* _Task goal_: The records below must be transcribed precisely and in full.

* _Dataset_:
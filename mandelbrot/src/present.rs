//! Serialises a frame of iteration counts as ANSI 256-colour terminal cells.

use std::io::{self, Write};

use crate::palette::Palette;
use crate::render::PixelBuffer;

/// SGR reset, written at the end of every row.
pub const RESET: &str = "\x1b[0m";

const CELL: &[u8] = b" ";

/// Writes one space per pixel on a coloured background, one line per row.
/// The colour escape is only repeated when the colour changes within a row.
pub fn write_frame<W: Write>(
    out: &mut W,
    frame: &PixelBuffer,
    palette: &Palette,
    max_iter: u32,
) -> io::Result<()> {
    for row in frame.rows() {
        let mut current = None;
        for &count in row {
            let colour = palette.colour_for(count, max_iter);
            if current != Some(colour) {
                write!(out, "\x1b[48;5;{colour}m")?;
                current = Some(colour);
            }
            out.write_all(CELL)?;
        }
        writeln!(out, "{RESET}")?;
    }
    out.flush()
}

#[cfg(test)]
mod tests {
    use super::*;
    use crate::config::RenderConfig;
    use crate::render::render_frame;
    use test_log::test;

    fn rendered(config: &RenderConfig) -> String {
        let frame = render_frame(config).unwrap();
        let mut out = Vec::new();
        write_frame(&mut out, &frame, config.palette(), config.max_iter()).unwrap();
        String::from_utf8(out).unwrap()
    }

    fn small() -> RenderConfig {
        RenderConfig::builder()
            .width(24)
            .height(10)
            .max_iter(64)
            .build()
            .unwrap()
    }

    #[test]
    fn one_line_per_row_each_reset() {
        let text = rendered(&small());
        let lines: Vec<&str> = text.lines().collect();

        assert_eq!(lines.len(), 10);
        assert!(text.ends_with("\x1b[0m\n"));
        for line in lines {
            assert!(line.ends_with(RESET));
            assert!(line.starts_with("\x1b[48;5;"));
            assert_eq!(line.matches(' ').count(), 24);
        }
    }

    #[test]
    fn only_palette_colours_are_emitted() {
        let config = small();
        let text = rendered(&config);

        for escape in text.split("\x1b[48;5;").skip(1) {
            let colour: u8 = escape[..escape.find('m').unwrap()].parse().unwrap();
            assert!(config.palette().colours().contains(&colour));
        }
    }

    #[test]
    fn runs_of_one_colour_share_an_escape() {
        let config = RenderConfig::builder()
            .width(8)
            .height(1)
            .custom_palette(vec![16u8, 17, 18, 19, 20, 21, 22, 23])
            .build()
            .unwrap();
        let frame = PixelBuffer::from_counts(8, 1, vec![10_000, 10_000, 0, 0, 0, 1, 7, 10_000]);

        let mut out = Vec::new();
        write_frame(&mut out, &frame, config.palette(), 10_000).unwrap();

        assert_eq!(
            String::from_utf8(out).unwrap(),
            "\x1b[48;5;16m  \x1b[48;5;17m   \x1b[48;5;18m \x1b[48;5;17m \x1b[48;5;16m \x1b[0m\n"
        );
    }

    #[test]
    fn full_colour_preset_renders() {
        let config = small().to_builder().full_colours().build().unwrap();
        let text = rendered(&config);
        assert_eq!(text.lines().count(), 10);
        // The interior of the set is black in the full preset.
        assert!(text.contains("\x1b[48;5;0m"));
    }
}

* _Response to this task_:
filename mandelbrot/src/present.rs
//! Serialises a frame of iteration counts as ANSI 256-colour terminal cells.

use std::io::{self, Write};

use crate::palette::Palette;
use crate::render::PixelBuffer;

/// SGR reset, written at the end of every row.
pub const RESET: &str = "\x1b[0m";

const CELL: &[u8] = b" ";

/// Writes one space per pixel on a coloured background, one line per row.
/// The colour escape is only repeated when the colour changes within a row.
pub fn write_frame<W: Write>(
    out: &mut W,
    frame: &PixelBuffer,
    palette: &Palette,
    max_iter: u32,
) -> io::Result<()> {
    for row in frame.rows() {
        let mut current = None;
        for &count in row {
            let colour = palette.colour_for(count, max_iter);
            if current != Some(colour) {
                write!(out, "\x1b[48;5;{colour}m")?;
                current = Some(colour);
            }
            out.write_all(CELL)?;
        }
        writeln!(out, "{RESET}")?;
    }
    out.flush()
}

#[cfg(test)]
mod tests {
    use super::*;
    use crate::config::RenderConfig;
    use crate::render::render_frame;
    use test_log::test;

    fn rendered(config: &RenderConfig) -> String {
        let frame = render_frame(config).unwrap();
        let mut out = Vec::new();
        write_frame(&mut out, &frame, config.palette(), config.max_iter()).unwrap();
        String::from_utf8(out).unwrap()
    }

    fn small() -> RenderConfig {
        RenderConfig::builder()
            .width(24)
            .height(10)
            .max_iter(64)
            .build()
            .unwrap()
    }

    #[test]
    fn one_line_per_row_each_reset() {
        let text = rendered(&small());
        let lines: Vec<&str> = text.lines().collect();

        assert_eq!(lines.len(), 10);
        assert!(text.ends_with("\x1b[0m\n"));
        for line in lines {
            assert!(line.ends_with(RESET));
            assert!(line.starts_with("\x1b[48;5;"));
            assert_eq!(line.matches(' ').count(), 24);
        }
    }

    #[test]
    fn only_palette_colours_are_emitted() {
        let config = small();
        let text = rendered(&config);

        for escape in text.split("\x1b[48;5;").skip(1) {
            let colour: u8 = escape[..escape.find('m').unwrap()].parse().unwrap();
            assert!(config.palette().colours().contains(&colour));
        }
    }

    #[test]
    fn runs_of_one_colour_share_an_escape() {
        let config = RenderConfig::builder()
            .width(8)
            .height(1)
            .custom_palette(vec![16u8, 17, 18, 19, 20, 21, 22, 23])
            .build()
            .unwrap();
        let frame = PixelBuffer::from_counts(8, 1, vec![10_000, 10_000, 0, 0, 0, 1, 7, 10_000]);

        let mut out = Vec::new();
        write_frame(&mut out, &frame, config.palette(), 10_000).unwrap();

        assert_eq!(
            String::from_utf8(out).unwrap(),
            "\x1b[48;5;16m  \x1b[48;5;17m   \x1b[48;5;18m \x1b[48;5;17m \x1b[48;5;16m \x1b[0m\n"
        );
    }

    #[test]
    fn full_colour_preset_renders() {
        let config = small().to_builder().full_colours().build().unwrap();
        let text = rendered(&config);
        assert_eq!(text.lines().count(), 10);
        // The interior of the set is black in the full preset.
        assert!(text.contains("\x1b[48;5;0m"));
    }
}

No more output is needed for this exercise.